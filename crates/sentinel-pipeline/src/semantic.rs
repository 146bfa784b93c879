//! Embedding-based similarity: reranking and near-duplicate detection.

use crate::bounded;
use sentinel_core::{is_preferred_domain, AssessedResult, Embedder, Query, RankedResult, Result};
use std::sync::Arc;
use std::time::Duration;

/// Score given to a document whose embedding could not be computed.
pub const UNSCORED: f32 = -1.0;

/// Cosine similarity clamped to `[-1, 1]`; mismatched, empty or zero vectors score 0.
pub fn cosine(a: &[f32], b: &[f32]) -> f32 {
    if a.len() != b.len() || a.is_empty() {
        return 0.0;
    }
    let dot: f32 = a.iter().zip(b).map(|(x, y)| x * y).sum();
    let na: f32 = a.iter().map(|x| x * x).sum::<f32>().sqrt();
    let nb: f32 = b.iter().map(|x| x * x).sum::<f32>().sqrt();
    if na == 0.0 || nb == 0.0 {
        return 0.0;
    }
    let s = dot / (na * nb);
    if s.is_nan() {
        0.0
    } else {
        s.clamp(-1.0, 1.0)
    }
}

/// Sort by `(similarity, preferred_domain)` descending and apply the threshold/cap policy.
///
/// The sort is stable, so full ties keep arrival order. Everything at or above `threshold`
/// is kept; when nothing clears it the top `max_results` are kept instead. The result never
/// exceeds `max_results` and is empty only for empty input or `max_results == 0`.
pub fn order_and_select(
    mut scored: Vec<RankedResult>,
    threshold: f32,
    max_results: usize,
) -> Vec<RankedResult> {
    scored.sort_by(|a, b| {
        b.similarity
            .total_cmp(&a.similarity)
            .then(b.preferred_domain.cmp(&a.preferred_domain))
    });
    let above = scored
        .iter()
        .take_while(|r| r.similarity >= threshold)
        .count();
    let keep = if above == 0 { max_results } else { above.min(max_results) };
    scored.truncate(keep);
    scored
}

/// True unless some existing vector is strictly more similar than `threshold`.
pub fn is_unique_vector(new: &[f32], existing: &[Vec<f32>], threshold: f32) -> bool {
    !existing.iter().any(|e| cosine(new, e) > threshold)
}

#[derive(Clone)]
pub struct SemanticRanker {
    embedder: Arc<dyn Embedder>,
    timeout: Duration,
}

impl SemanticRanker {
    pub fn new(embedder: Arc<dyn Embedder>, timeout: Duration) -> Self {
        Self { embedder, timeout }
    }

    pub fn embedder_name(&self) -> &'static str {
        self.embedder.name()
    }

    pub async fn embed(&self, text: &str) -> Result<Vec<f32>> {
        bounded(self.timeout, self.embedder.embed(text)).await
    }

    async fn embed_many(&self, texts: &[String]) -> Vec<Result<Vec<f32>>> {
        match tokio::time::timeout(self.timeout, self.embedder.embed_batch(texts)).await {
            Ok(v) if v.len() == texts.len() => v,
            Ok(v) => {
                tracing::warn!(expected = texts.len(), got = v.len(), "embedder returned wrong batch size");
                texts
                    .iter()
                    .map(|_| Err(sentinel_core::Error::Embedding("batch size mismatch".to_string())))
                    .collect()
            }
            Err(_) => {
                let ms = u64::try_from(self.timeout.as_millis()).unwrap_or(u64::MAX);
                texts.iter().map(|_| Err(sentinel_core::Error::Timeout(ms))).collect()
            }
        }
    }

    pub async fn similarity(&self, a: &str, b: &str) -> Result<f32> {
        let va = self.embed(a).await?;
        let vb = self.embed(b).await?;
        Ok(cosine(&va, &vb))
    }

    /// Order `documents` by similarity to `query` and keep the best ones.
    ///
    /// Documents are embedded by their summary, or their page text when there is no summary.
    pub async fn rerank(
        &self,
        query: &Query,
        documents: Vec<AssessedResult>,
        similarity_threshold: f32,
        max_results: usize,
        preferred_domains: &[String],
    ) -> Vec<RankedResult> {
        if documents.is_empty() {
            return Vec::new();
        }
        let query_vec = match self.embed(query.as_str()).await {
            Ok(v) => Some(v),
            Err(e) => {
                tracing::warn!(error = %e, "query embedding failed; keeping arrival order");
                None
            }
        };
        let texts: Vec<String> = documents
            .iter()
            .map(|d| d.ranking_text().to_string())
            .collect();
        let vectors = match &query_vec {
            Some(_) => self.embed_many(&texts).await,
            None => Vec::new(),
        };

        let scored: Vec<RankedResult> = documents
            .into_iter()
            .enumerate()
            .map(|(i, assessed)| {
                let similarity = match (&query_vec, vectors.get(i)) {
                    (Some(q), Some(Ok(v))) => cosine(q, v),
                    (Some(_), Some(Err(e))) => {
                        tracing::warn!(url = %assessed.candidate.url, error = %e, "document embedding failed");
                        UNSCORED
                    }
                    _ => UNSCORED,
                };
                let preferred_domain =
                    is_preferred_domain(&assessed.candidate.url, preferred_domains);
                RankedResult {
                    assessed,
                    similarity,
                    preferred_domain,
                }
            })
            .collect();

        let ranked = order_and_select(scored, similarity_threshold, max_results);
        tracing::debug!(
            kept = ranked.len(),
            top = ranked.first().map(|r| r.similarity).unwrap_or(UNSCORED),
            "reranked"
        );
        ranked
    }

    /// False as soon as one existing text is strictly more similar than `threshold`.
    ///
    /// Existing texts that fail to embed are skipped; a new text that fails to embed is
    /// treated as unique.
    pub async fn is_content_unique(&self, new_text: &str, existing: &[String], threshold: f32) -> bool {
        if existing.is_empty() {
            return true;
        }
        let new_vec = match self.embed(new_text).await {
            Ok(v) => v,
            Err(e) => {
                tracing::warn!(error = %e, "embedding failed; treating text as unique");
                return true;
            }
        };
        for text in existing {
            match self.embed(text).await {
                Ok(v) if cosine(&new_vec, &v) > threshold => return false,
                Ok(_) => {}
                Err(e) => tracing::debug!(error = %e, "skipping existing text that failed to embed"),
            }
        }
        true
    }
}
==================================================
• EXERCISE: Taking the material above as a whole, how many of its lines contain "async"? The reply should be that number alone.

• SOLUTION TO THIS TASK: 5